Die wichtigste Fallgruppe sind Fälle, in denen jemand besonderes Vertrauen für sich selbst in Anspruch nimmt. Diese Fallgruppe spricht Satz 2 exemplarisch an. Das besondere Vertrauen muss über das normale Verhandlungsvertrauen hinausgehen (BGH, NJW-RR 1991, 1242). Dafür genügt es nicht, wenn jemand auf eigene Sachkunde verweist oder der Wortführer ist. Ausreichen kann aber zB die Erklärung, man verbürge sich für den Vertragspartner oder Ähnliches.

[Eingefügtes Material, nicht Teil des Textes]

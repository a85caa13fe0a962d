// Copyright 2025 Chris Custine
//
// Licensed under the Apache License, Version 2.0 (the "License");
// you may not use this file except in compliance with the License.
// You may obtain a copy of the License at
//
//     http://www.apache.org/licenses/LICENSE-2.0
//
// Unless required by applicable law or agreed to in writing, software
// distributed under the License is distributed on an "AS IS" BASIS,
// WITHOUT WARRANTIES OR CONDITIONS OF ANY KIND, either express or implied.
// See the License for the specific language governing permissions and
// limitations under the License.

//! Overlay layer lifecycle on top of a map surface.
//!
//! Every overlay kind has at most one live group on the surface. Installing an
//! overlay tears down the previous group of that kind before the new one is
//! created, so repeated fetches never leave stale markers behind.
//!
//! The map widget itself is abstracted by [`MapSurface`]; the manager owns the
//! surface and releases every group when it is dropped.

mod primitive;

pub use primitive::{PrimitiveStyle, RenderPrimitive, Rgb};

use std::collections::HashMap;
use std::fmt;

use log::debug;

use crate::graticule::LatLng;

/// Handle to a group of primitives on a [`MapSurface`].
#[derive(Debug, Clone, Copy, PartialEq, Eq, Hash, PartialOrd, Ord)]
pub struct GroupId(pub u64);

/// The overlay groups managed by the engine.
#[derive(Debug, Clone, Copy, PartialEq, Eq, Hash, PartialOrd, Ord)]
pub enum OverlayKind {
    RegionCircles,
    GraticuleOutline,
    CandidateMarkers,
    ForecastMarkers,
    GlobalhashMarker,
}

impl OverlayKind {
    /// All kinds in drawing order (bottom first).
    pub const ALL: [Self; 5] = [
        Self::RegionCircles,
        Self::GraticuleOutline,
        Self::CandidateMarkers,
        Self::ForecastMarkers,
        Self::GlobalhashMarker,
    ];

    #[must_use]
    pub fn as_str(&self) -> &'static str {
        match self {
            Self::RegionCircles => "region-circles",
            Self::GraticuleOutline => "graticule-outline",
            Self::CandidateMarkers => "candidate-markers",
            Self::ForecastMarkers => "forecast-markers",
            Self::GlobalhashMarker => "globalhash-marker",
        }
    }
}

impl fmt::Display for OverlayKind {
    fn fmt(&self, f: &mut fmt::Formatter<'_>) -> fmt::Result {
        f.write_str(self.as_str())
    }
}

/// The map widget as seen by the overlay engine.
pub trait MapSurface {
    /// Create an empty group on the map.
    fn create_group(&mut self) -> GroupId;

    /// Add a primitive to an existing group.
    fn add_to_group(&mut self, group: GroupId, primitive: RenderPrimitive);

    /// Remove a group and release all of its primitives.
    fn remove_group(&mut self, group: GroupId);

    /// Open the popup of the primitive at `index` within `group`.
    fn open_popup(&mut self, group: GroupId, index: usize);

    /// Move the viewport.
    fn set_view(&mut self, center: LatLng, zoom: f64);

    /// Current zoom level.
    fn zoom(&self) -> f64;
}

/// Owns the overlay groups on a map surface.
pub struct OverlayLayerManager<M: MapSurface> {
    surface: M,
    layers: HashMap<OverlayKind, GroupId>,
}

impl<M: MapSurface> fmt::Debug for OverlayLayerManager<M> {
    fn fmt(&self, f: &mut fmt::Formatter<'_>) -> fmt::Result {
        f.debug_struct("OverlayLayerManager")
            .field("layers", &self.layers)
            .finish_non_exhaustive()
    }
}

impl<M: MapSurface> OverlayLayerManager<M> {
    #[must_use]
    pub fn new(surface: M) -> Self {
        Self {
            surface,
            layers: HashMap::new(),
        }
    }

    /// Replace the overlay of `kind` with a fresh group holding `primitives`.
    pub fn install(&mut self, kind: OverlayKind, primitives: Vec<RenderPrimitive>) -> GroupId {
        self.remove(kind);

        let group = self.surface.create_group();
        let count = primitives.len();
        for primitive in primitives {
            self.surface.add_to_group(group, primitive);
        }
        self.layers.insert(kind, group);

        debug!("Installed {} ({} primitives)", kind, count);
        group
    }

    /// Remove the overlay of `kind`. Returns whether one was present.
    pub fn remove(&mut self, kind: OverlayKind) -> bool {
        match self.layers.remove(&kind) {
            Some(group) => {
                self.surface.remove_group(group);
                debug!("Removed {}", kind);
                true
            }
            None => false,
        }
    }

    /// Remove every overlay.
    pub fn remove_all(&mut self) {
        for kind in OverlayKind::ALL {
            self.remove(kind);
        }
    }

    #[must_use]
    pub fn is_present(&self, kind: OverlayKind) -> bool {
        self.layers.contains_key(&kind)
    }

    #[must_use]
    pub fn group(&self, kind: OverlayKind) -> Option<GroupId> {
        self.layers.get(&kind).copied()
    }

    /// Open a popup inside an installed overlay.
    pub fn open_popup(&mut self, kind: OverlayKind, index: usize) {
        if let Some(group) = self.group(kind) {
            self.surface.open_popup(group, index);
        }
    }

    #[must_use]
    pub fn surface(&self) -> &M {
        &self.surface
    }

    pub fn surface_mut(&mut self) -> &mut M {
        &mut self.surface
    }
}

impl<M: MapSurface> Drop for OverlayLayerManager<M> {
    fn drop(&mut self) {
        self.remove_all();
    }
}

#[cfg(test)]
mod tests {
    use super::*;
    use crate::graticule::GraticuleCell;
    use crate::testing::RecordingSurface;

    fn marker(lat: f64) -> RenderPrimitive {
        RenderPrimitive::Marker {
            position: LatLng::new(lat, 0.5),
            popup: format!("marker {lat}"),
            style: PrimitiveStyle::marker(Rgb::RED),
        }
    }

    #[test]
    fn test_install_creates_group() {
        let mut manager = OverlayLayerManager::new(RecordingSurface::default());
        let group = manager.install(OverlayKind::CandidateMarkers, vec![marker(1.0), marker(2.0)]);

        assert!(manager.is_present(OverlayKind::CandidateMarkers));
        assert_eq!(manager.surface().live_groups(), 1);
        assert_eq!(manager.surface().primitives(group).len(), 2);
    }

    #[test]
    fn test_install_twice_replaces() {
        let mut manager = OverlayLayerManager::new(RecordingSurface::default());
        let primitives = vec![marker(1.0), marker(2.0)];

        let first = manager.install(OverlayKind::ForecastMarkers, primitives.clone());
        let second = manager.install(OverlayKind::ForecastMarkers, primitives.clone());

        assert_ne!(first, second);
        assert_eq!(manager.surface().live_groups(), 1);
        assert_eq!(manager.surface().primitives(second), primitives);
        assert!(manager.surface().removed().contains(&first));
    }

    #[test]
    fn test_kinds_are_independent() {
        let mut manager = OverlayLayerManager::new(RecordingSurface::default());
        manager.install(
            OverlayKind::GraticuleOutline,
            vec![RenderPrimitive::cell_outline(GraticuleCell::new(0, 0))],
        );
        manager.install(OverlayKind::CandidateMarkers, vec![marker(0.5)]);

        assert!(manager.remove(OverlayKind::CandidateMarkers));
        assert!(manager.is_present(OverlayKind::GraticuleOutline));
        assert_eq!(manager.surface().live_groups(), 1);
    }

    #[test]
    fn test_remove_is_idempotent() {
        let mut manager = OverlayLayerManager::new(RecordingSurface::default());
        assert!(!manager.remove(OverlayKind::GlobalhashMarker));

        manager.install(OverlayKind::GlobalhashMarker, vec![marker(3.0)]);
        assert!(manager.remove(OverlayKind::GlobalhashMarker));
        assert!(!manager.remove(OverlayKind::GlobalhashMarker));
        assert_eq!(manager.surface().live_groups(), 0);
        assert_eq!(manager.surface().removed().len(), 1);
    }

    #[test]
    fn test_remove_all() {
        let mut manager = OverlayLayerManager::new(RecordingSurface::default());
        for kind in OverlayKind::ALL {
            manager.install(kind, vec![marker(1.0)]);
        }
        assert_eq!(manager.surface().live_groups(), 5);

        manager.remove_all();
        assert_eq!(manager.surface().live_groups(), 0);
        assert!(OverlayKind::ALL.iter().all(|k| !manager.is_present(*k)));
    }

    #[test]
    fn test_drop_releases_groups() {
        let surface = RecordingSurface::default();
        let log = surface.shared_log();
        {
            let mut manager = OverlayLayerManager::new(surface);
            manager.install(OverlayKind::RegionCircles, vec![marker(1.0)]);
            manager.install(OverlayKind::CandidateMarkers, vec![marker(2.0)]);
        }
        assert_eq!(log.live_groups(), 0);
        assert_eq!(log.removed_count(), 2);
    }

    #[test]
    fn test_open_popup_targets_group() {
        let mut manager = OverlayLayerManager::new(RecordingSurface::default());
        manager.open_popup(OverlayKind::CandidateMarkers, 4);
        assert!(manager.surface().opened_popups().is_empty());

        let group = manager.install(OverlayKind::CandidateMarkers, vec![marker(1.0)]);
        manager.open_popup(OverlayKind::CandidateMarkers, 0);
        assert_eq!(manager.surface().opened_popups(), vec![(group, 0)]);
    }
}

Angesprochen ist damit auch die Sachwalterhaftung. Es handelt sich um die Haftung von Sachverständigen oder anderer „Auskunftspersonen“, die nicht selbst ein Eigeninteresse an einem Abschluss des Vertrags haben, dennoch aber durch ihre Äußerungen entscheidend zum Vertragsabschluss beitragen, weil sich ein Verhandlungspartner auf ihre Objektivität und NeutraIität verlässt. Hierfür hat sich der Begriff Sachwalter eingebürgert. Solche Fälle werden derzeit nicht durchgängig als Anwendungsfälle des Rechtsinstituts der culpa in contrahendo begriffen. Teilweise wird eine Haftung nur angenommen, wenn zwischen dem Sachverständigen oder der Auskunftsperson und einem der Verhandlungspartner (oder beiden) ein Auskunfts- oder Beratungsvertrag zustande gekommen ist, was auch durch schlüssiges Verhalten geschehen sein kann (dazu Sutschet, Der Schutzanspruch zugunsten Dritter, 1999, S.134 f und 137 f). Teilweise werden diese Fälle aber auch als Anwendungsfälle der culpa in contrahendo angesehen. Diese setzt eine vertragliche Bindung gerade nicht voraus, die in diesen Fällen oft nicht einfach zu bejahen ist. Bei Anwendung der culpa in contrahendo kommt es entscheidend darauf an, ob Vertrauen in Anspruch genommen worden ist oder nicht. Die Vorschrift soll der Rechtsprechung aufzeigen, dass diese Fälle auch auf diesem Wege zu lösen sind.